# Lists
# Add items to a List
Dim aList as New List(Of Integer)
aList.Add(1)
aList.Add(10)
aList.Add(1001)
To add more than one item at a time use AddRange. Always adds to the end of the list
Dim blist as New List(of Integer)
blist.AddRange(alist)
Dim aList as New List(of String)
alist.AddRange({"one", "two", "three"})
In order to add items to the middle of the list use Insert
Insert will place the item at the index, and renumber the remaining items
Dim aList as New List(Of String)
aList.Add("one")
aList.Add("three")
alist(0) = "one"
alist(1) = "three"
alist.Insert(1,"two")
New Output:
alist(0) = "one"
alist(1) = "two"
alist(2) = "three"
# Create a List
Lists can populated with any data type as necessary, with the format
Dim aList as New List(Of Type)
For example:
Create a new, empty list of Strings
Dim aList As New List(Of String)
Create a new list of strings, and populate with some data
VB.NET 2005/2008:
Dim aList as New List(Of String)(New String() {"one", "two", "three"})
VB.NET 2010:
Dim aList as New List(Of String) From {"one", "two", "three"}
--
VB.NET 2015:
Dim aList as New List(Of String)(New String() {"one", "two", "three"})
NOTE:
If you are receiving the following when the code is ran:
Object reference not set to an instance of an object.

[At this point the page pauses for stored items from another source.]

//! Declaration tree model.
//!
//! A [`Tree`] is one interface file: an ordered list of [`Node`]s, some of
//! which are [`Scope`]s owning further nodes. Methods and attributes carry
//! [`Sig`]s whose types are [`TypeExpr`] values.
//!
//! Nodes hold no reference to their parent. Anything that needs the
//! enclosing scope chain (qualified names, the index) gets it from the
//! traversal that reaches the node.

mod method;
mod node;
mod types;

pub use method::{Method, Param, ParamKind, Sig, SigFlags, SigParam};
pub use node::{
    Attr, AttrKind, Comment, Const, EnumBlock, FieldKind, Helper, Mixin, MixinKind, Node, Scope,
    ScopeKind, StructField, Tree, TypeMember, Visibility,
};
pub use types::{ProcType, TypeExpr, TypeKind};
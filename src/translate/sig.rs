//! RBS method types to [`Sig`]s.

use smol_str::SmolStr;

use super::types::TypeTranslator;
use crate::error::TranslationError;
use crate::model::{Method, ParamKind, Sig, SigParam, TypeExpr};
use crate::rbs::{FnParam, MethodType};

/// Translate `method_type` into a signature for `method`.
///
/// Entries of the method type are matched against the method's parameters
/// of the same kind, in order. An entry takes its own name when it has one
/// and the matched parameter's name otherwise. An entry with no parameter
/// left to match fails, named or not, and so does a block type on a method
/// without a block parameter.
///
/// The resulting parameters follow the method's parameter order.
#[tracing::instrument(skip_all, fields(method = %method.name))]
pub fn translate_sig(method: &Method, method_type: &MethodType) -> Result<Sig, TranslationError> {
    let translator = TypeTranslator::with_type_params(method_type.type_params.iter().cloned());
    let mut zip = Zipper::new(method);
    let function = &method_type.function;

    for (position, entry) in function.positionals().enumerate() {
        zip.next_matching(ParamKind::is_positional, entry, "positional", position, &translator)?;
    }
    if let Some(rest) = &function.rest {
        zip.next_matching(|k| *k == ParamKind::Rest, rest, "rest", 0, &translator)?;
    }
    let keywords = function
        .required_keywords
        .iter()
        .chain(&function.optional_keywords);
    for (position, (key, entry)) in keywords.enumerate() {
        let entry = FnParam {
            ty: entry.ty.clone(),
            name: Some(key.clone()),
        };
        zip.next_matching(ParamKind::is_keyword, &entry, "keyword", position, &translator)?;
    }
    if let Some(rest) = &function.rest_keywords {
        zip.next_matching(
            |k| *k == ParamKind::KeywordRest,
            rest,
            "keyword rest",
            0,
            &translator,
        )?;
    }
    if let Some(block) = &method_type.block {
        let Some(index) = method.params.iter().position(|p| p.kind == ParamKind::Block) else {
            return Err(TranslationError::MissingBlock {
                method: method.name.clone(),
            });
        };
        let ty = translator.translate_block(block);
        zip.fill(index, method.params[index].name.clone(), ty);
    }

    let mut sig = Sig::new().returns(translator.translate(&function.returns));
    sig.type_params = method_type.type_params.clone();
    sig.params = zip.finish();
    tracing::debug!(params = sig.params.len(), "translated signature");
    Ok(sig)
}

/// Pairs method-type entries with the method's parameters.
struct Zipper<'m> {
    method: &'m Method,
    /// One slot per method parameter.
    slots: Vec<Option<SigParam>>,
}

impl<'m> Zipper<'m> {
    fn new(method: &'m Method) -> Self {
        Self {
            method,
            slots: vec![None; method.params.len()],
        }
    }

    fn next_matching(
        &mut self,
        kind: impl Fn(&ParamKind) -> bool,
        entry: &FnParam,
        kind_name: &'static str,
        position: usize,
        translator: &TypeTranslator,
    ) -> Result<(), TranslationError> {
        let ty = translator.translate(&entry.ty);
        let free = self
            .method
            .params
            .iter()
            .enumerate()
            .find(|(i, p)| kind(&p.kind) && self.slots[*i].is_none())
            .map(|(i, _)| i);

        let Some(index) = free else {
            return Err(TranslationError::MissingParam {
                method: self.method.name.clone(),
                kind: kind_name,
                position,
            });
        };
        let name = entry
            .name
            .clone()
            .unwrap_or_else(|| self.method.params[index].name.clone());
        self.fill(index, name, ty);
        Ok(())
    }

    fn fill(&mut self, index: usize, name: SmolStr, ty: TypeExpr) {
        self.slots[index] = Some(SigParam::new(name, ty));
    }

    fn finish(self) -> Vec<SigParam> {
        self.slots.into_iter().flatten().collect()
    }
}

Make sure you either declare as New i.e. Dim aList as New List(Of String) or if declaring without the New, make sure you set the list to a new list - Dim aList as List(Of String) = New List(Of String)
# Remove items from a List
Dim aList As New List(Of String)
aList.Add("Hello")
aList.Add("Delete Me!")
aList.Add("World")
'Remove the item from the list at index 1
aList.RemoveAt(1)
'Remove a range of items from a list, starting at index 0, for a count of 1)
'This will remove index 0, and 1!
aList.RemoveRange(0, 1)
'Clear the entire list
alist.Clear()
# Retrieve items from a List
Dim aList as New List(Of String)
aList.Add("Hello, World")
aList.Add("Test")
Dim output As String = aList(0)
output:
Hello, World
If you do not know the index of the item or only know part of the string then use the Find or FindAll method
Dim aList as New List(Of String)
aList.Add("Hello, World")
aList.Add("Test")
Dim output As String = aList.Find(Function(x) x.StartWith("Hello"))
output:
Hello, World
The FindAll method returns a new List (of String)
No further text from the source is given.